Some possible successors and additions to mammography technology are under development. They include an optical mammography technique using ultrashort pulses of laser light; PET scans, a computer-aided imaging technique; new ultrasound procedures and magnetic resonance imaging. There is also talk of developing a blood test to detect breast cancer.

"Mammography is kind of like the United Nations: It's not perfect, but it's all we have," says Nancy Evans, vice president of the national Breast Cancer Action group.

Until recently, however, the quality of mammography machines and the skill of the technologists was not always guaranteed. Two weeks ago Congress adopted uniform standards for the first time for the estimated 11,000 mammography machines in the United States.

In Maryland, all mammography centers must be accredited by the American College of Radiologists -- a rigorous qualifying process that evaluates the skills of technologists as well as the quality of machines. The state health department also performs regular radiation inspections on the machinery.

The next step, radiologists say, is making sure all women over age 40 get regular mammograms. Dr. Swann points out about 70 percent of breast cancer occurs in women who are not considered at risk for the disease.

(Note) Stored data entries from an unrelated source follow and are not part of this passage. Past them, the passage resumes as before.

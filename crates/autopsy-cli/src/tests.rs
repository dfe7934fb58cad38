//! CLI command tests
//!
//! This module contains all tests for the CLI commands.

use std::io::Write;
use std::path::Path;

use autopsy_core::EngineConfig;

use crate::commands::{self, OutputFormat};

const NOW: &str = "2026-10-18T12:00:00Z";

fn airtime_json() -> String {
    let rows: Vec<String> = (1..=6)
        .map(|d| {
            format!(
                r#"{{"id": "a{}", "timestamp": "2026-10-{:02}T09:00:00Z", "amount": -20, "description": "Vodacom Airtime"}}"#,
                d,
                18 - d
            )
        })
        .collect();
    format!("[{}]", rows.join(","))
}

fn write_file(dir: &Path, name: &str, content: &str) -> std::path::PathBuf {
    let path = dir.join(name);
    let mut file = std::fs::File::create(&path).unwrap();
    file.write_all(content.as_bytes()).unwrap();
    path
}

/// Empty config file so results never depend on a local override
fn default_config(dir: &Path) -> std::path::PathBuf {
    write_file(dir, "defaults.toml", "")
}

// ========== Option Parsing Tests ==========

#[test]
fn test_output_format_parse() {
    assert_eq!("text".parse::<OutputFormat>().unwrap(), OutputFormat::Text);
    assert_eq!("JSON".parse::<OutputFormat>().unwrap(), OutputFormat::Json);
    assert!("yaml".parse::<OutputFormat>().is_err());
}

#[test]
fn test_parse_now() {
    let now = commands::parse_now(Some("2026-10-18T14:00:00+02:00")).unwrap();
    assert_eq!(now.to_rfc3339(), "2026-10-18T12:00:00+00:00");
    assert!(commands::parse_now(Some("last tuesday")).is_err());
    assert!(commands::parse_now(None).is_ok());
}

#[test]
fn test_format_rand() {
    assert_eq!(commands::format_rand(42.5), "R42.50");
}

// ========== Analyze Command Tests ==========

#[test]
fn test_run_analysis_json_file() {
    let dir = tempfile::tempdir().unwrap();
    let path = write_file(dir.path(), "tx.json", &airtime_json());

    let config = default_config(dir.path());
    let report = commands::run_analysis(&path, Some(NOW), Some(&config)).unwrap();
    assert_eq!(report.leaks.len(), 1);
    assert_eq!(report.leaks[0].detector, "AirtimeDrains");
    assert_eq!(report.financial_health_score, 66);
}

#[test]
fn test_run_analysis_csv_file() {
    let dir = tempfile::tempdir().unwrap();
    let path = write_file(
        dir.path(),
        "tx.csv",
        "timestamp,amount,description\n2026-10-17,-20,Vodacom Airtime\n2026-10-16,-20,Vodacom Airtime\n",
    );

    let config = default_config(dir.path());
    let report = commands::run_analysis(&path, Some(NOW), Some(&config)).unwrap();
    assert!(report.leaks.is_empty());
    assert!(!report.inclusion_score.mno_consistency);
}

#[test]
fn test_run_analysis_with_config() {
    let dir = tempfile::tempdir().unwrap();
    let path = write_file(dir.path(), "tx.json", &airtime_json());
    let config = write_file(
        dir.path(),
        "engine.toml",
        "[detectors]\ndisabled = [\"AirtimeDrains\"]\n",
    );

    let report = commands::run_analysis(&path, Some(NOW), Some(&config)).unwrap();
    assert!(report.leaks.is_empty());
}

#[test]
fn test_cmd_analyze_outputs() {
    let dir = tempfile::tempdir().unwrap();
    let path = write_file(dir.path(), "tx.json", &airtime_json());

    let config = Some(default_config(dir.path()));
    let config = config.as_deref();

    assert!(commands::cmd_analyze(&path, Some(NOW), "text", config).is_ok());
    assert!(commands::cmd_analyze(&path, Some(NOW), "json", config).is_ok());
    assert!(commands::cmd_analyze(&path, Some(NOW), "xml", config).is_err());
}

#[test]
fn test_cmd_analyze_errors() {
    let dir = tempfile::tempdir().unwrap();
    let config = Some(default_config(dir.path()));
    let config = config.as_deref();

    let missing = dir.path().join("missing.json");
    assert!(commands::cmd_analyze(&missing, Some(NOW), "text", config).is_err());

    let bad = write_file(dir.path(), "bad.json", r#"{"rows": []}"#);
    assert!(commands::cmd_analyze(&bad, Some(NOW), "text", config).is_err());

    let good = write_file(dir.path(), "tx.json", "[]");
    assert!(commands::cmd_analyze(&good, Some("not a time"), "text", config).is_err());
}

#[test]
fn test_render_report() {
    let dir = tempfile::tempdir().unwrap();
    let path = write_file(dir.path(), "tx.json", &airtime_json());
    let config = default_config(dir.path());
    let report = commands::run_analysis(&path, Some(NOW), Some(&config)).unwrap();

    let text = commands::render_report(&report);
    assert!(text.contains("Financial health: 66/100 (yellow)"));
    assert!(text.contains("Money leaks (1)"));
    assert!(text.contains("[medium]"));
    assert!(text.contains("~R120.00/month"));
    assert!(text.contains("Inclusion delta:   +15"));
    assert!(text.contains("Spending profile: moderate_spender"));
    assert!(!text.contains("Mobile money"));
    assert!(!text.contains("Unusual transactions"));
}

#[test]
fn test_render_report_lists_outliers() {
    let dir = tempfile::tempdir().unwrap();
    let mut rows: Vec<String> = (2..=12)
        .map(|d| {
            format!(
                r#"{{"id": "g{}", "timestamp": "2026-09-{:02}T12:00:00Z", "amount": -100, "description": "Groceries"}}"#,
                d, d
            )
        })
        .collect();
    rows[0] = r#"{"id": "big", "timestamp": "2026-09-02T12:00:00Z", "amount": -5000, "description": "Furniture"}"#.to_string();
    let path = write_file(dir.path(), "tx.json", &format!("[{}]", rows.join(",")));

    let config = default_config(dir.path());
    let report = commands::run_analysis(&path, Some(NOW), Some(&config)).unwrap();
    let text = commands::render_report(&report);
    assert!(text.contains("Unusual transactions (1)"));
    assert!(text.contains("big R5000.00 (unusual amount)"));
}

#[test]
fn test_render_empty_report() {
    let dir = tempfile::tempdir().unwrap();
    let path = write_file(dir.path(), "tx.json", r#"{"transactions": []}"#);
    let config = default_config(dir.path());
    let report = commands::run_analysis(&path, Some(NOW), Some(&config)).unwrap();

    let text = commands::render_report(&report);
    assert!(text.contains("Financial health: 90/100 (green)"));
    assert!(text.contains("No money leaks detected"));
}

// ========== Config Command Tests ==========

#[test]
fn test_cmd_detectors() {
    let dir = tempfile::tempdir().unwrap();
    let config = default_config(dir.path());
    assert!(commands::cmd_detectors(Some(&config)).is_ok());
}

#[test]
fn test_cmd_config() {
    let dir = tempfile::tempdir().unwrap();
    let config = default_config(dir.path());
    assert!(commands::cmd_config(Some(&config), true).is_ok());
    assert!(commands::cmd_config(Some(&config), false).is_ok());

    let bad = write_file(dir.path(), "engine.toml", "[windows]\nrecent_days = 0\n");
    assert!(commands::cmd_config(Some(&bad), false).is_err());
}

#[test]
fn test_render_config() {
    let config = EngineConfig {
        disabled_detectors: vec!["WeekendSpending".to_string()],
        ..EngineConfig::default()
    };

    let text = commands::render_config(&config, "test");
    assert!(text.contains("Engine configuration (test)"));
    assert!(text.contains("recent activity:        30 days"));
    assert!(text.contains("penalties (low/med/high): 8/18/30"));
    assert!(text.contains("Disabled detectors: WeekendSpending"));
}

#[test]
fn test_config_source_prefers_explicit_path() {
    assert_eq!(
        commands::config_source(Some(Path::new("/tmp/engine.toml"))),
        "/tmp/engine.toml"
    );
}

Advocates for women with breast cancer also worry that mammograms may lull women into a false sense of security. Their recent efforts at lobbying Congress resulted in a pledge of $400 million for breast cancer research next year, almost three times what the government allocated in 1991.

"What has become something of a misconception is that mammography doesn't prevent breast cancer. It detects it. Women feel they're safe, though, if they get their yearly mammograms," says Dr. Anne Kasper, director of the Campaign for Women's Health, a project of the Older Women's League national advocacy group.

"The most important thing for women to be doing is to be advocating more money for breast cancer research. We still don't understand what causes this disease. The dramatic numbers of women who are diagnosed each year and who are dying -- 46,000 women are dying each year -- shows us much more needs to be done."